European regulators offer yet another update on Tysabri-linked cases of progressive multifocal leukoencephalopathy: The grand total is now 24, up from 23 last week and just 13 some six weeks ago. Of those 24 patients, four died.
The numbers are coming thick and fast now because the European Union is reviewing the safety of Tysabri, the top-selling multiple sclerosis drug marketed by Elan and Biogen Idec. And as the EMEA and U.S. FDA consider whether they need to take further measures to maximize patient safety, the companies are looking for ways to somehow mitigate the PML risk, either with prevention, quick diagnosis, treatment, or all of the above.
Tysabri hit the market in 2005, but was withdrawn just a few months later when a few patients developed PML. It was reintroduced in 2006 in the U.S. under a strict risk-management program; in Europe, the drug comes under varying levels of restriction and oversight. Company executives always warned that PML probably would resurface, so it's not an enormous surprise that it did.
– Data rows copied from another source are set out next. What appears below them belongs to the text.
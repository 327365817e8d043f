//! Value Objects for the OMS Domain
//!
//! Immutable, validated domain primitives.
//! All value objects enforce invariants at construction time.

use rust_decimal::Decimal;
use serde::{Deserialize, Serialize};
use std::fmt;

/// Domain errors for value object and entity validation
#[derive(Debug, Clone, PartialEq, Eq, thiserror::Error)]
pub enum DomainError {
    /// Price must not be negative
    #[error("Invalid price: {0}")]
    InvalidPrice(String),

    /// Quantity must be a positive integer
    #[error("Invalid quantity: {0}")]
    InvalidQuantity(String),

    /// Status string is not one of the known lifecycle values
    #[error("Invalid status: {0}")]
    InvalidStatus(String),
}

// =============================================================================
// Price
// =============================================================================

/// Price represents a non-negative unit price in the catalog currency
///
/// # Invariants
/// - Must be >= 0 (a zero price is a valid promotional item; negative
///   catalog payloads are rejected)
#[derive(Debug, Clone, Copy, PartialEq, Eq, PartialOrd, Ord, Serialize, Deserialize)]
pub struct Price(Decimal);

impl Price {
    /// Create a new Price with validation
    ///
    /// # Examples
    /// ```
    /// # use oms_domain::value_objects::Price;
    /// # use rust_decimal_macros::dec;
    /// assert!(Price::new(dec!(10.5)).is_ok());
    /// assert!(Price::new(dec!(-1)).is_err());
    /// ```
    ///
    /// # Errors
    /// Returns `DomainError::InvalidPrice` if value < 0
    pub fn new(value: Decimal) -> Result<Self, DomainError> {
        if value < Decimal::ZERO {
            return Err(DomainError::InvalidPrice("Price must not be negative".to_string()));
        }
        Ok(Self(value))
    }

    /// Get the underlying Decimal value
    pub fn as_decimal(&self) -> Decimal {
        self.0
    }

    /// Create a zero price
    pub fn zero() -> Self {
        Self(Decimal::ZERO)
    }
}

impl fmt::Display for Price {
    fn fmt(&self, f: &mut fmt::Formatter<'_>) -> fmt::Result {
        write!(f, "{}", self.0)
    }
}

// =============================================================================
// Quantity
// =============================================================================

/// Quantity represents a positive whole number of units
///
/// # Invariants
/// - Must be > 0
#[derive(Debug, Clone, Copy, PartialEq, Eq, PartialOrd, Ord, Serialize, Deserialize)]
pub struct Quantity(u32);

impl Quantity {
    /// Create a new Quantity with validation
    ///
    /// # Errors
    /// Returns `DomainError::InvalidQuantity` if value is 0
    pub fn new(value: u32) -> Result<Self, DomainError> {
        if value == 0 {
            return Err(DomainError::InvalidQuantity("Quantity must be positive".to_string()));
        }
        Ok(Self(value))
    }

    /// Create a Quantity from an untrusted wire integer
    ///
    /// # Errors
    /// Returns `DomainError::InvalidQuantity` if value is not a positive
    /// integer that fits in u32
    pub fn from_i64(value: i64) -> Result<Self, DomainError> {
        let value = u32::try_from(value).map_err(|_| {
            DomainError::InvalidQuantity(format!("Quantity out of range: {}", value))
        })?;
        Self::new(value)
    }

    /// Get the underlying unit count
    pub fn as_u32(&self) -> u32 {
        self.0
    }

    /// Get the quantity as a Decimal (for price arithmetic)
    pub fn as_decimal(&self) -> Decimal {
        Decimal::from(self.0)
    }
}

impl fmt::Display for Quantity {
    fn fmt(&self, f: &mut fmt::Formatter<'_>) -> fmt::Result {
        write!(f, "{}", self.0)
    }
}

// =============================================================================
// Tests
// =============================================================================

#[cfg(test)]
mod tests {
    use super::*;
    use rust_decimal_macros::dec;

    // Price tests
    #[test]
    fn test_price_validation() {
        assert!(Price::new(dec!(100.0)).is_ok());
        assert!(Price::new(dec!(0.01)).is_ok());
        assert!(Price::new(dec!(0)).is_ok());
        assert!(Price::new(dec!(-1.0)).is_err());
    }

    #[test]
    fn test_price_as_decimal() {
        let price = Price::new(dec!(12.75)).unwrap();
        assert_eq!(price.as_decimal(), dec!(12.75));
    }

    #[test]
    fn test_price_zero() {
        assert_eq!(Price::zero().as_decimal(), Decimal::ZERO);
    }

    #[test]
    fn test_price_serializes_as_decimal_string() {
        let price = Price::new(dec!(10.5)).unwrap();
        let json = serde_json::to_value(price).unwrap();
        assert_eq!(json, "10.5");

        // Catalog payloads may carry numbers instead of strings
        let from_number: Price = serde_json::from_str("10.5").unwrap();
        assert_eq!(from_number.as_decimal(), dec!(10.5));
    }

    // Quantity tests
    #[test]
    fn test_quantity_validation() {
        assert!(Quantity::new(1).is_ok());
        assert!(Quantity::new(100).is_ok());
        assert!(Quantity::new(0).is_err());
    }

    #[test]
    fn test_quantity_from_i64() {
        assert_eq!(Quantity::from_i64(5).unwrap().as_u32(), 5);
        assert!(Quantity::from_i64(0).is_err());
        assert!(Quantity::from_i64(-3).is_err());
        assert!(Quantity::from_i64(i64::from(u32::MAX) + 1).is_err());
    }

    #[test]
    fn test_quantity_as_decimal() {
        let quantity = Quantity::new(4).unwrap();
        assert_eq!(quantity.as_decimal(), dec!(4));
    }
}
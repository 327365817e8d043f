//! OMS Daemon
//!
//! Order management service: HTTP API, order workflow, product enrichment,
//! and pluggable order storage.
//!
//! # Usage
//!
//! ```bash
//! # Start with default configuration (in-memory store)
//! cargo run -p omsd
//!
//! # Start against PostgreSQL
//! OMS_STORE_BACKEND=postgres DATABASE_URL=postgres://... \
//!     cargo run -p omsd --features postgres
//!
//! # Apply database migrations
//! cargo run -p omsd --features postgres -- db migrate
//! ```
//!
//! # Environment Variables
//!
//! - `OMS_ENV`: Environment (test, development, production)
//! - `OMS_API_HOST`: API host (default: 0.0.0.0)
//! - `OMS_API_PORT`: API port (default: 3000)
//! - `OMS_PRODUCT_SERVICE_URL`: Product service base URL
//!   (default: http://ms-product:8080)
//! - `OMS_STORE_BACKEND`: Order store backend (memory, postgres)
//! - `DATABASE_URL`: PostgreSQL connection string (postgres backend only)

use omsd::{Config, Daemon, StoreConfig};
use tracing::info;
use tracing_subscriber::{fmt, prelude::*, EnvFilter};

#[tokio::main]
async fn main() -> anyhow::Result<()> {
    // Initialize tracing
    tracing_subscriber::registry()
        .with(fmt::layer())
        .with(EnvFilter::from_default_env().add_directive("omsd=info".parse()?))
        .init();

    // Database subcommands bypass the daemon entirely
    let args: Vec<String> = std::env::args().collect();
    if args.len() > 1 && args[1] == "db" {
        #[cfg(feature = "postgres")]
        return omsd::db::run_db_command(args).await;

        #[cfg(not(feature = "postgres"))]
        anyhow::bail!("db commands require building with --features postgres");
    }

    // Load configuration
    let config = Config::from_env()?;

    info!(
        version = env!("CARGO_PKG_VERSION"),
        environment = %config.environment,
        api_host = %config.api.host,
        api_port = config.api.port,
        "OMS Daemon"
    );

    // Create and run daemon on the configured store backend
    if matches!(config.store, StoreConfig::Postgres { .. }) {
        #[cfg(feature = "postgres")]
        {
            let daemon = Daemon::new_postgres(config).await?;
            daemon.run().await?;
        }

        #[cfg(not(feature = "postgres"))]
        anyhow::bail!("OMS_STORE_BACKEND=postgres requires building with --features postgres");
    } else {
        let daemon = Daemon::new_memory(config);
        daemon.run().await?;
    }

    Ok(())
}
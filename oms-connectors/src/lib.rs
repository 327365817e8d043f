//! OMS External Connectors
//!
//! Adapters for the external services the order workflow depends on.
//! Normalizes service payloads to domain types.

#![warn(clippy::all)]

// Public modules
pub mod catalog;
pub mod error;
pub mod product_rest;
pub mod stub;

// Re-exports
pub use catalog::{ProductCatalog, ProductDetails};
pub use error::LookupError;
pub use product_rest::ProductRestClient;
pub use stub::StubCatalog;
//! PostgreSQL order store.
//!
//! Orders persist as one row each, with the line items in a single JSONB
//! document column. Schema lives in the workspace `migrations/` directory.
//!
//! This module uses dynamic queries (sqlx::query) instead of compile-time
//! checked macros (sqlx::query!) to allow compilation without DATABASE_URL.

use crate::error::StoreError;
use crate::repository::OrderStore;
use async_trait::async_trait;
use chrono::{DateTime, Utc};
use oms_domain::{LineItem, Order, OrderId, OrderStatus};
use rust_decimal::Decimal;
use sqlx::postgres::PgPoolOptions;
use sqlx::{PgPool, Row};
use std::sync::Arc;
use tracing::debug;
use uuid::Uuid;

/// PostgreSQL-backed order store
pub struct PgOrderStore {
    /// PostgreSQL connection pool
    pool: Arc<PgPool>,
}

impl PgOrderStore {
    /// Create a store around an existing connection pool
    pub fn new(pool: Arc<PgPool>) -> Self {
        Self { pool }
    }

    /// Connect to the database and create a store with its own pool
    pub async fn connect(database_url: &str) -> Result<Self, StoreError> {
        let pool = PgPoolOptions::new()
            .max_connections(5)
            .connect(database_url)
            .await
            .map_err(|e| StoreError::Connection(format!("Failed to connect to database: {}", e)))?;

        debug!("connected to order database");
        Ok(Self::new(Arc::new(pool)))
    }

    /// Get a reference to the underlying pool (for testing)
    pub fn pool(&self) -> &PgPool {
        &self.pool
    }
}

/// Row struct for orders query results.
///
/// Mirrors the orders table schema in migrations.
#[derive(Debug)]
struct OrderRow {
    order_id: Uuid,
    customer_id: Option<String>,
    items: serde_json::Value,
    total_price: Decimal,
    status: String,
    created_at: DateTime<Utc>,
    updated_at: DateTime<Utc>,
}

/// Helper function to parse a row from an orders query.
fn parse_order_row(row: &sqlx::postgres::PgRow) -> Result<OrderRow, sqlx::Error> {
    Ok(OrderRow {
        order_id: row.try_get("order_id")?,
        customer_id: row.try_get("customer_id")?,
        items: row.try_get("items")?,
        total_price: row.try_get("total_price")?,
        status: row.try_get("status")?,
        created_at: row.try_get("created_at")?,
        updated_at: row.try_get("updated_at")?,
    })
}

/// Rebuild the domain order from a parsed row.
fn row_to_order(row: OrderRow) -> Result<Order, StoreError> {
    let items: Vec<LineItem> = serde_json::from_value(row.items)
        .map_err(|e| StoreError::Deserialization(format!("Invalid items document: {}", e)))?;

    let status = row
        .status
        .parse::<OrderStatus>()
        .map_err(|e| StoreError::Deserialization(format!("Invalid status {}: {}", row.status, e)))?;

    Ok(Order {
        order_id: row.order_id,
        customer_id: row.customer_id,
        items,
        total_price: row.total_price,
        status,
        created_at: row.created_at,
        updated_at: row.updated_at,
    })
}

#[async_trait]
impl OrderStore for PgOrderStore {
    async fn create(&self, order: &Order) -> Result<Order, StoreError> {
        let items = serde_json::to_value(&order.items)
            .map_err(|e| StoreError::Serialization(format!("Cannot serialize items: {}", e)))?;

        let row = sqlx::query(
            r#"
            INSERT INTO orders (
                order_id, customer_id, items, total_price, status, created_at, updated_at
            )
            VALUES ($1, $2, $3, $4, $5, $6, $7)
            RETURNING order_id, customer_id, items, total_price, status, created_at, updated_at
            "#,
        )
        .bind(order.order_id)
        .bind(&order.customer_id)
        .bind(&items)
        .bind(order.total_price)
        .bind(order.status.name())
        .bind(order.created_at)
        .bind(order.updated_at)
        .fetch_one(&*self.pool)
        .await?;

        let parsed = parse_order_row(&row)
            .map_err(|e| StoreError::Database(format!("Failed to parse row: {}", e)))?;
        row_to_order(parsed)
    }

    async fn find_by_id(&self, id: OrderId) -> Result<Option<Order>, StoreError> {
        let row = sqlx::query(
            r#"
            SELECT order_id, customer_id, items, total_price, status, created_at, updated_at
            FROM orders
            WHERE order_id = $1
            "#,
        )
        .bind(id)
        .fetch_optional(&*self.pool)
        .await?;

        match row {
            Some(row) => {
                let parsed = parse_order_row(&row)
                    .map_err(|e| StoreError::Database(format!("Failed to parse row: {}", e)))?;
                Ok(Some(row_to_order(parsed)?))
            },
            None => Ok(None),
        }
    }

    async fn find_all(&self) -> Result<Vec<Order>, StoreError> {
        let rows = sqlx::query(
            r#"
            SELECT order_id, customer_id, items, total_price, status, created_at, updated_at
            FROM orders
            ORDER BY created_at ASC
            "#,
        )
        .fetch_all(&*self.pool)
        .await?;

        let mut orders = Vec::with_capacity(rows.len());
        for row in rows {
            let parsed = parse_order_row(&row)
                .map_err(|e| StoreError::Database(format!("Failed to parse row: {}", e)))?;
            orders.push(row_to_order(parsed)?);
        }

        Ok(orders)
    }

    async fn update_status(
        &self,
        id: OrderId,
        status: OrderStatus,
    ) -> Result<Option<Order>, StoreError> {
        let row = sqlx::query(
            r#"
            UPDATE orders
            SET status = $2, updated_at = NOW()
            WHERE order_id = $1
            RETURNING order_id, customer_id, items, total_price, status, created_at, updated_at
            "#,
        )
        .bind(id)
        .bind(status.name())
        .fetch_optional(&*self.pool)
        .await?;

        match row {
            Some(row) => {
                let parsed = parse_order_row(&row)
                    .map_err(|e| StoreError::Database(format!("Failed to parse row: {}", e)))?;
                Ok(Some(row_to_order(parsed)?))
            },
            None => {
                debug!(order_id = %id, "status update for unknown order");
                Ok(None)
            },
        }
    }
}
And many MS patients obviously believe the risk of PML is worth the drug's benefits, or they wouldn't be using Tysabri.
But analysts say the fact that 10 previously unknown cases were identified just in the last six weeks is "of particular concern," Pharmalot reports, quoting UBS analysts Guillaume van Renterghem and Martin Wales. And that was before case No. 24 was announced. We'll have to wait and see if the numbers continue rising--and how patients and markets respond.